KGH first in Ontario to use new GPS-like technology during cardiac procedures
State-of-the-art electrophysiology lab offers patients latest advances in life-improving care
KGH cardiac patients with heart rhythm disorders are the first in Ontario to be treated with a new medical technology similar to the global positioning systems (GPS) that drivers use to determine the location of their vehicle on a map.
MediGuide Technology offers KGH medical teams the ability to see real-time, three-dimensional pictures of the precise location of their catheters and tools while inside the heart.
“This technology provides a high degree of detail and accuracy during image-guided procedures for heart rhythm disturbances such as atrial fibrillation or ventricular tachycardia,” says Dr. Damian Redfearn, Electrophysiologist and Director of KGH’s Heart Rhythm Service. “The GPS-accuracy potential is second-to-none. For our cardiac patients and their families, this means that their procedures are optimized for success.”
The technology is housed within KGH’s newly-designed, $4.5-million electrophysiology (EP) lab which began treating patients in September and celebrated its official opening this week.
The lab will also enhance patient care by reducing wait times and cancellations and providing a more seamless patient journey. “Previously, patients had to be transported from room to room, which was inefficient and, infrequently, their procedures could be subject to rescheduling if an operating room was required for an emergency case,” says Dr. Redfearn. “Because the EP lab is dedicated to completing these specific procedures, we can provide patients with more efficient and rapid care.”
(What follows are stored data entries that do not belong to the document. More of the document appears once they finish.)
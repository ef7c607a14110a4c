// Shared fixtures: an in-memory container engine and helpers.
#![allow(dead_code)]

use std::collections::{BTreeMap, HashMap, HashSet};
use std::path::{Path, PathBuf};
use std::sync::atomic::{AtomicUsize, Ordering};
use std::sync::Mutex;
use std::time::Duration;

use async_trait::async_trait;
use k0da::runtime::{ContainerRecord, ContainerRuntime, ExecOutput, RunContainerOptions};
use k0da::{Error, Result, Settings};

pub const READY_OUTPUT: &str = "Version: v1.33.3+k0s.0\nProcess ID: 42\nRole: controller\nKube-api probing successful: true\n";

pub const ADMIN_KUBECONFIG: &str = r#"apiVersion: v1
kind: Config
clusters:
- name: local
  cluster:
    server: https://172.18.0.2:6443
    certificate-authority-data: Q0EK
contexts:
- name: Default
  context:
    cluster: local
    user: admin
current-context: Default
users:
- name: admin
  user:
    client-certificate-data: Q0VSVAo=
    client-key-data: S0VZCg==
"#;

#[derive(Debug, Clone)]
pub struct FakeContainer {
    pub opts: RunContainerOptions,
    pub running: bool,
    pub created: i64,
}

#[derive(Default)]
struct State {
    containers: BTreeMap<String, FakeContainer>,
    volumes: HashSet<String>,
    networks: HashSet<String>,
    runs: Vec<RunContainerOptions>,
    execs: Vec<(String, Vec<String>)>,
    copies: Vec<(String, PathBuf, String)>,
    saved: Vec<String>,
    removed: Vec<String>,
    stopped: Vec<String>,
    fail_run: HashSet<String>,
    failing_tokens: usize,
}

/// In-memory engine. Tokens are unique per `k0s token create` call, `k0s
/// status` reports ready unless configured otherwise, and the API port
/// becomes visible after a configurable number of lookups.
pub struct FakeRuntime {
    state: Mutex<State>,
    token_seq: AtomicUsize,
    port_lookups: AtomicUsize,
    pub network_creates: AtomicUsize,
    status_output: Mutex<String>,
    port_ready_after: usize,
    host_port: u16,
    status_delay: Duration,
}

impl Default for FakeRuntime {
    fn default() -> Self {
        Self::new()
    }
}

impl FakeRuntime {
    pub fn new() -> Self {
        Self {
            state: Mutex::new(State::default()),
            token_seq: AtomicUsize::new(0),
            port_lookups: AtomicUsize::new(0),
            network_creates: AtomicUsize::new(0),
            status_output: Mutex::new(READY_OUTPUT.to_string()),
            port_ready_after: 1,
            host_port: 55131,
            status_delay: Duration::ZERO,
        }
    }

    /// The port lookup fails until the `n`th call.
    pub fn with_port_ready_after(mut self, n: usize) -> Self {
        self.port_ready_after = n;
        self
    }

    pub fn never_ready(self) -> Self {
        *self.status_output.lock().unwrap() = "Kube-api probing successful: false\n".to_string();
        self
    }

    /// Every `k0s status` exec hangs for `delay` before answering.
    pub fn with_status_delay(mut self, delay: Duration) -> Self {
        self.status_delay = delay;
        self
    }

    pub fn fail_run_of(&self, name: &str) {
        self.state.lock().unwrap().fail_run.insert(name.to_string());
    }

    /// The next `n` token requests exit nonzero.
    pub fn fail_tokens(&self, n: usize) {
        self.state.lock().unwrap().failing_tokens = n;
    }

    /// Adds a container that was not started through `run_container`.
    pub fn seed_container(&self, name: &str, labels: &[(&str, &str)], running: bool) {
        let opts = RunContainerOptions {
            name: name.to_string(),
            image: "quay.io/k0sproject/k0s:v1.33.3-k0s.0".to_string(),
            labels: labels
                .iter()
                .map(|(k, v)| (k.to_string(), v.to_string()))
                .collect(),
            ..Default::default()
        };
        let mut state = self.state.lock().unwrap();
        state.volumes.insert(format!("{}-var", name));
        state.containers.insert(
            name.to_string(),
            FakeContainer {
                opts,
                running,
                created: 1_700_000_000,
            },
        );
    }

    pub fn seed_volume(&self, name: &str) {
        self.state.lock().unwrap().volumes.insert(name.to_string());
    }

    pub fn runs(&self) -> Vec<RunContainerOptions> {
        self.state.lock().unwrap().runs.clone()
    }

    pub fn run_of(&self, name: &str) -> Option<RunContainerOptions> {
        self.runs().into_iter().find(|o| o.name == name)
    }

    pub fn execs(&self) -> Vec<(String, Vec<String>)> {
        self.state.lock().unwrap().execs.clone()
    }

    pub fn execs_matching(&self, prefix: &[&str]) -> Vec<(String, Vec<String>)> {
        self.execs()
            .into_iter()
            .filter(|(_, cmd)| cmd.len() >= prefix.len() && cmd.iter().zip(prefix).all(|(a, b)| a == b))
            .collect()
    }

    pub fn copies(&self) -> Vec<(String, PathBuf, String)> {
        self.state.lock().unwrap().copies.clone()
    }

    pub fn saved(&self) -> Vec<String> {
        self.state.lock().unwrap().saved.clone()
    }

    pub fn removed(&self) -> Vec<String> {
        self.state.lock().unwrap().removed.clone()
    }

    pub fn stopped(&self) -> Vec<String> {
        self.state.lock().unwrap().stopped.clone()
    }

    pub fn container_names(&self) -> Vec<String> {
        self.state.lock().unwrap().containers.keys().cloned().collect()
    }

    pub fn has_volume(&self, name: &str) -> bool {
        self.state.lock().unwrap().volumes.contains(name)
    }

    pub fn has_network(&self, name: &str) -> bool {
        self.state.lock().unwrap().networks.contains(name)
    }

    pub fn port_lookups(&self) -> usize {
        self.port_lookups.load(Ordering::SeqCst)
    }

    fn exec_output(&self, command: &[String]) -> ExecOutput {
        let args: Vec<&str> = command.iter().map(String::as_str).collect();
        match args.as_slice() {
            ["k0s", "status"] => ExecOutput {
                stdout: self.status_output.lock().unwrap().clone(),
                exit_code: 0,
            },
            ["k0s", "token", "create", role] => {
                let mut state = self.state.lock().unwrap();
                if state.failing_tokens > 0 {
                    state.failing_tokens -= 1;
                    return ExecOutput {
                        stdout: "token create failed".to_string(),
                        exit_code: 1,
                    };
                }
                let n = self.token_seq.fetch_add(1, Ordering::SeqCst);
                let role = role.trim_start_matches("--role=");
                ExecOutput {
                    stdout: format!("{}-token-{}\n", role, n),
                    exit_code: 0,
                }
            }
            ["k0s", "kubeconfig", "admin"] => ExecOutput {
                stdout: ADMIN_KUBECONFIG.to_string(),
                exit_code: 0,
            },
            _ => ExecOutput {
                stdout: String::new(),
                exit_code: 0,
            },
        }
    }

    fn not_found(name: &str) -> Error {
        Error::engine("fake", format!("no such container: {}", name))
    }
}

#[async_trait]
impl ContainerRuntime for FakeRuntime {
    fn name(&self) -> &str {
        "fake"
    }

    async fn run_container(&self, opts: &RunContainerOptions) -> Result<String> {
        let mut state = self.state.lock().unwrap();
        state.runs.push(opts.clone());
        if state.fail_run.contains(&opts.name) {
            return Err(Error::engine("fake", format!("cannot start {}", opts.name)));
        }
        if state.containers.contains_key(&opts.name) {
            return Err(Error::engine("fake", format!("name {} already in use", opts.name)));
        }
        state.volumes.insert(format!("{}-var", opts.name));
        state.containers.insert(
            opts.name.clone(),
            FakeContainer {
                opts: opts.clone(),
                running: true,
                created: 1_700_000_000,
            },
        );
        Ok(format!("{:0>64}", opts.name.len()))
    }

    async fn container_exists(&self, name: &str) -> Result<bool> {
        Ok(self.state.lock().unwrap().containers.contains_key(name))
    }

    async fn container_is_running(&self, name: &str) -> Result<bool> {
        Ok(self
            .state
            .lock()
            .unwrap()
            .containers
            .get(name)
            .map(|c| c.running)
            .unwrap_or(false))
    }

    async fn stop_container(&self, name: &str) -> Result<()> {
        let mut state = self.state.lock().unwrap();
        state.stopped.push(name.to_string());
        match state.containers.get_mut(name) {
            Some(c) => {
                c.running = false;
                Ok(())
            }
            None => Err(Self::not_found(name)),
        }
    }

    async fn remove_container(&self, name: &str) -> Result<()> {
        let mut state = self.state.lock().unwrap();
        state.removed.push(name.to_string());
        state
            .containers
            .remove(name)
            .map(|_| ())
            .ok_or_else(|| Self::not_found(name))
    }

    async fn exec_in_container(&self, name: &str, command: &[String]) -> Result<ExecOutput> {
        {
            let mut state = self.state.lock().unwrap();
            if !state.containers.contains_key(name) {
                return Err(Self::not_found(name));
            }
            state.execs.push((name.to_string(), command.to_vec()));
        }
        if command.first().map(String::as_str) == Some("k0s")
            && command.get(1).map(String::as_str) == Some("status")
            && !self.status_delay.is_zero()
        {
            tokio::time::sleep(self.status_delay).await;
        }
        Ok(self.exec_output(command))
    }

    async fn get_port_mapping(
        &self,
        name: &str,
        container_port: u16,
        _protocol: &str,
    ) -> Result<(String, u16)> {
        let n = self.port_lookups.fetch_add(1, Ordering::SeqCst) + 1;
        if n < self.port_ready_after {
            return Err(Error::PortMappingNotFound {
                container: name.to_string(),
                port: container_port,
            });
        }
        Ok(("0.0.0.0".to_string(), self.host_port))
    }

    async fn volume_exists(&self, name: &str) -> Result<bool> {
        Ok(self.state.lock().unwrap().volumes.contains(name))
    }

    async fn remove_volume(&self, name: &str) -> Result<()> {
        self.state.lock().unwrap().volumes.remove(name);
        Ok(())
    }

    async fn list_containers_by_label(
        &self,
        selector: &BTreeMap<String, String>,
        include_stopped: bool,
    ) -> Result<Vec<ContainerRecord>> {
        let state = self.state.lock().unwrap();
        Ok(state
            .containers
            .values()
            .filter(|c| include_stopped || c.running)
            .filter(|c| selector.iter().all(|(k, v)| c.opts.labels.get(k) == Some(v)))
            .map(|c| ContainerRecord {
                id: format!("{:0>64}", c.opts.name.len()),
                name: c.opts.name.clone(),
                image: c.opts.image.clone(),
                status: if c.running { "Up 1 minute" } else { "Exited (0)" }.to_string(),
                ports: "0.0.0.0:55131->6443/tcp".to_string(),
                created: c.created,
                labels: c
                    .opts
                    .labels
                    .iter()
                    .map(|(k, v)| (k.clone(), v.clone()))
                    .collect::<HashMap<_, _>>(),
            })
            .collect())
    }

    async fn copy_to_container(&self, name: &str, src: &Path, dst: &str) -> Result<()> {
        let mut state = self.state.lock().unwrap();
        if !state.containers.contains_key(name) {
            return Err(Self::not_found(name));
        }
        state
            .copies
            .push((name.to_string(), src.to_path_buf(), dst.to_string()));
        Ok(())
    }

    async fn save_image_to_tar(&self, image: &str, tar_path: &Path) -> Result<()> {
        std::fs::write(tar_path, b"fake image archive")?;
        self.state.lock().unwrap().saved.push(image.to_string());
        Ok(())
    }

    async fn ensure_network(&self, name: &str) -> Result<()> {
        if name.is_empty() {
            return Ok(());
        }
        let mut state = self.state.lock().unwrap();
        if state.networks.insert(name.to_string()) {
            self.network_creates.fetch_add(1, Ordering::SeqCst);
        }
        Ok(())
    }
}

/// Settings rooted in `root` with fast polling and no network lookups.
pub fn fast_settings(root: &Path) -> Settings {
    let mut settings = Settings::with_root(root.join("clusters"));
    settings.fetch_stable = false;
    settings.readiness_interval = Duration::from_millis(10);
    settings.port_lookup =
        k0da::controllers::RetryPolicy::attempts(15, Duration::from_millis(5));
    settings
}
Patient Dan Bone, 71, was one of the first to experience the new lab. Diagnosed with ventricular arrhythmia, a life-threatening condition that affected his heart function and ventricular tachycardia which resulted in heart rates of between 140-200 beats per minute, Bone required surgical ablation to restore normal heart rhythm.
“I was reassured when I saw the highly-professional team, the lab and all the brand new equipment,” says Bone. “I felt at ease knowing that I was in good hands and appreciated that my team members took the time to explain what was happening to me throughout.”
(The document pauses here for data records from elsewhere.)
use std::collections::BTreeMap;
use std::path::{Path, PathBuf};
use std::sync::Arc;
use std::time::Duration;

use tokio_util::sync::CancellationToken;
use tracing::{debug, info, warn};
use uuid::Uuid;

use super::grouping::{group_clusters, ClusterSummary};
use super::join::{join_nodes, JoinContext};
use super::launch::{primary_options, volume_name};
use super::readiness::{resolve_api_port, wait_for_ready};
use crate::models::version::{fetch_stable_version, http_client, normalize_version_tag};
use crate::models::{ClusterConfig, LABEL_CLUSTER, LABEL_CLUSTER_NAME};
use crate::runtime::ContainerRuntime;
use crate::settings::Settings;
use crate::storage::{ClusterLayout, KubeconfigStore, ManifestStore};
use crate::{Error, Result};

const STABLE_LOOKUP_TIMEOUT: Duration = Duration::from_secs(3);
const APPLY_CONFIG: [&str; 5] = ["k0s", "kc", "apply", "-f", "/etc/k0s/k0s.yaml"];
const ARCHIVE_SUFFIXES: [&str; 3] = [".tar", ".tar.gz", ".tgz"];

#[derive(Debug, Clone)]
pub struct CreateOptions {
    pub name: String,
    pub config: ClusterConfig,
    pub image: Option<String>,
    pub wait: bool,
    pub timeout: Duration,
}

// Drives cluster lifecycle against one container engine. Holds no state
// between calls beyond its collaborators.
pub struct ClusterController {
    runtime: Arc<dyn ContainerRuntime>,
    settings: Settings,
    kubeconfig: KubeconfigStore,
    cancel: CancellationToken,
}

impl ClusterController {
    pub fn new(
        runtime: Arc<dyn ContainerRuntime>,
        settings: Settings,
        kubeconfig: KubeconfigStore,
        cancel: CancellationToken,
    ) -> Self {
        Self {
            runtime,
            settings,
            kubeconfig,
            cancel,
        }
    }

    pub fn layout(&self, name: &str) -> ClusterLayout {
        ClusterLayout::new(&self.settings.clusters_root, name)
    }

    pub async fn resolve_image(&self, explicit: Option<&str>, config: &ClusterConfig) -> String {
        if let Some(image) = explicit.map(str::trim).filter(|i| !i.is_empty()) {
            return image.to_string();
        }
        if let Some(image) = config.pinned_image(&self.settings) {
            return image;
        }
        if self.settings.fetch_stable {
            match self.fetch_stable().await {
                Ok(version) if !version.is_empty() => {
                    return format!(
                        "{}:{}",
                        self.settings.image_repo,
                        normalize_version_tag(&version)
                    );
                }
                Ok(_) => debug!("Stable version lookup returned nothing"),
                Err(e) => debug!("Stable version lookup failed: {}", e),
            }
        }
        self.settings.default_image()
    }

    async fn fetch_stable(&self) -> Result<String> {
        let client = http_client(STABLE_LOOKUP_TIMEOUT)?;
        fetch_stable_version(&client, &self.settings.stable_version_url).await
    }

    pub async fn create(&self, opts: &CreateOptions) -> Result<()> {
        let name = opts.name.trim();
        if name.is_empty() {
            return Err(Error::invalid_config("cluster name is required"));
        }
        let config = &opts.config;
        let image = self.resolve_image(opts.image.as_deref(), config).await;
        let network = config.network(&self.settings).to_string();
        info!("Creating cluster {} with image {} on {}", name, image, self.runtime.name());

        let staging = ManifestStore::new(self.layout(name));
        tokio::fs::create_dir_all(staging.layout().dir()).await?;
        let config_file = staging.write_k0s_config(config).await?;
        staging.stage_manifests(config).await?;

        self.runtime.ensure_network(&network).await?;

        let primary = primary_options(
            name,
            config,
            &image,
            &network,
            &staging.layout().manifests_dir(),
            &config_file,
        );
        info!("Starting primary controller {} with image {}", name, primary.image);
        self.runtime.run_container(&primary).await?;

        // Tokens can only be minted once the primary's API is up, so joins
        // wait for it even when the caller asked not to.
        let has_joins = !config.joining_nodes().is_empty();
        if opts.wait || has_joins {
            self.wait_ready(name, opts.timeout).await?;
        }
        if opts.wait {
            self.export_kubeconfig(name).await?;
        }

        if has_joins {
            let ctx = JoinContext {
                runtime: self.runtime.as_ref(),
                cluster: name,
                config,
                image: &image,
                network: &network,
                staging: &staging,
                wait: opts.wait.then_some(opts.timeout),
                readiness_interval: self.settings.readiness_interval,
                concurrency: self.settings.join_concurrency,
                cancel: &self.cancel,
            };
            let joined = join_nodes(&ctx).await?;
            info!("Joined {} node(s) to {}", joined.len(), name);
        }

        info!("Cluster {} created", name);
        Ok(())
    }

    async fn wait_ready(&self, container: &str, timeout: Duration) -> Result<()> {
        wait_for_ready(
            self.runtime.as_ref(),
            container,
            timeout,
            self.settings.readiness_interval,
            &self.cancel,
        )
        .await
    }

    pub async fn export_kubeconfig(&self, name: &str) -> Result<()> {
        let admin = self
            .exec_checked(name, &["k0s", "kubeconfig", "admin"])
            .await?;
        let port = resolve_api_port(
            self.runtime.as_ref(),
            name,
            self.settings.port_lookup,
            &self.cancel,
        )
        .await?;
        let server = format!("https://localhost:{}", port);
        self.kubeconfig.add(name, &admin, &server).await
    }

    pub async fn update(&self, name: &str, config: &ClusterConfig) -> Result<()> {
        if !self.runtime.container_exists(name).await? {
            return Err(Error::ClusterNotFound {
                name: name.to_string(),
            });
        }

        let staging = ManifestStore::new(self.layout(name));
        tokio::fs::create_dir_all(staging.layout().dir()).await?;
        if !config.spec.k0s.manifests.is_empty() {
            staging.stage_manifests(config).await?;
        }
        staging.write_k0s_config(config).await?;

        info!("Applying k0s config on {}", name);
        self.exec_checked(name, &APPLY_CONFIG).await?;
        info!("Cluster {} updated", name);
        Ok(())
    }

    // Only failures on the primary container are fatal.
    pub async fn delete(&self, name: &str) -> Result<()> {
        let volume = volume_name(name);
        let exists = self.runtime.container_exists(name).await?;
        let volume_exists = self.runtime.volume_exists(&volume).await?;
        if !exists && !volume_exists {
            return Err(Error::ClusterNotFound {
                name: name.to_string(),
            });
        }

        if exists {
            if self.runtime.container_is_running(name).await? {
                info!("Stopping {}", name);
                self.runtime.stop_container(name).await?;
            }
            info!("Removing {}", name);
            self.runtime.remove_container(name).await?;
        } else {
            info!("Container {} already removed, cleaning up volume", name);
        }

        if volume_exists {
            if let Err(e) = self.runtime.remove_volume(&volume).await {
                warn!("Failed to remove volume {}: {}", volume, e);
            }
        }

        self.delete_secondary_nodes(name).await;

        if let Err(e) = self.kubeconfig.remove(name).await {
            warn!("Failed to remove {} from kubeconfig: {}", name, e);
        }

        let layout = self.layout(name);
        if tokio::fs::metadata(layout.dir()).await.is_ok() {
            if let Err(e) = tokio::fs::remove_dir_all(layout.dir()).await {
                warn!("Failed to remove {}: {}", layout.dir().display(), e);
            }
        }

        info!("Cluster {} deleted", name);
        Ok(())
    }

    async fn delete_secondary_nodes(&self, name: &str) {
        let selector = BTreeMap::from([(LABEL_CLUSTER_NAME.to_string(), name.to_string())]);
        let nodes = match self.runtime.list_containers_by_label(&selector, true).await {
            Ok(nodes) => nodes,
            Err(e) => {
                warn!("Failed to list nodes of {}: {}", name, e);
                return;
            }
        };

        for node in nodes.into_iter().filter(|n| n.name != name) {
            info!("Removing node {}", node.name);
            if let Err(e) = self.runtime.remove_container(&node.name).await {
                warn!("Failed to remove node {}: {}", node.name, e);
                continue;
            }
            let volume = volume_name(&node.name);
            match self.runtime.volume_exists(&volume).await {
                Ok(true) => {
                    if let Err(e) = self.runtime.remove_volume(&volume).await {
                        warn!("Failed to remove volume {}: {}", volume, e);
                    }
                }
                Ok(false) => {}
                Err(e) => warn!("Failed to inspect volume {}: {}", volume, e),
            }
        }
    }

    pub async fn list(&self, include_stopped: bool) -> Result<Vec<ClusterSummary>> {
        let selector = BTreeMap::from([(LABEL_CLUSTER.to_string(), "true".to_string())]);
        let records = self
            .runtime
            .list_containers_by_label(&selector, include_stopped)
            .await?;
        Ok(group_clusters(records))
    }

    pub async fn load_archive(&self, name: &str, archive: &Path) -> Result<()> {
        let archive = tokio::fs::canonicalize(archive).await.map_err(|e| {
            Error::staging("archive", format!("source not found: {}: {}", archive.display(), e))
        })?;
        let base = archive
            .file_name()
            .map(|b| b.to_string_lossy().into_owned())
            .ok_or_else(|| Error::staging("archive", "archive path has no file name"))?;
        let in_container = format!("/tmp/{}", base);

        info!("Copying {} into {}", archive.display(), name);
        self.runtime
            .copy_to_container(name, &archive, &in_container)
            .await?;
        self.exec_checked(
            name,
            &["k0s", "ctr", "-n", "k8s.io", "images", "import", in_container.as_str()],
        )
        .await?;
        info!("Loaded {} into {}", base, name);
        Ok(())
    }

    pub async fn load_image(&self, name: &str, image: &str) -> Result<()> {
        if is_archive_ref(image) {
            return self.load_archive(name, Path::new(image)).await;
        }

        let tmp_dir = std::env::temp_dir().join(format!("k0da-img-{}", Uuid::new_v4()));
        tokio::fs::create_dir_all(&tmp_dir).await?;
        let result = self.load_saved_image(name, image, &tmp_dir).await;
        if let Err(e) = tokio::fs::remove_dir_all(&tmp_dir).await {
            warn!("Failed to clean up {}: {}", tmp_dir.display(), e);
        }
        result
    }

    async fn load_saved_image(&self, name: &str, image: &str, tmp_dir: &Path) -> Result<()> {
        let tar_path: PathBuf = tmp_dir.join("image.tar");
        info!("Saving {} from {}", image, self.runtime.name());
        self.runtime.save_image_to_tar(image, &tar_path).await?;
        self.load_archive(name, &tar_path).await
    }

    async fn exec_checked(&self, container: &str, command: &[&str]) -> Result<String> {
        let command: Vec<String> = command.iter().map(|s| s.to_string()).collect();
        let out = self.runtime.exec_in_container(container, &command).await?;
        if !out.success() {
            return Err(Error::ExecFailed {
                container: container.to_string(),
                command: command.join(" "),
                exit_code: out.exit_code,
                output: out.stdout,
            });
        }
        Ok(out.stdout)
    }
}

pub fn is_archive_ref(reference: &str) -> bool {
    ARCHIVE_SUFFIXES.iter().any(|s| reference.ends_with(s))
}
Today, Bone’s heart rate is stable and he is experiencing a better quality of life. “I’ve not had an arrhythmia since. My heart rate is predictable and I’m back to doing the things I enjoy,” he says.
That’s exactly the kind of outcome that our cardiac teams are working to provide for the 400-plus patients who will receive treatment here this year. “The dedication and support of the whole cardiac team made this state-of-the-art lab – that rivals electrophysiology labs around the world – a reality,” says Julie Caffin, Cardiac Program Operational Director. “This accomplishment will benefit both patients and staff and is truly one that everyone can be proud of.”
Facilitated in partnership with Jude Medical and made possible through capital investment from KGH, along with industry funding and generous support by the William James Henderson Foundation and patrons of the 2011 KGH Black Tie Evening, through UHKF, the lab will serve as a demonstration site for professors, physicians, cardiac technologists and scientists visiting from across the globe.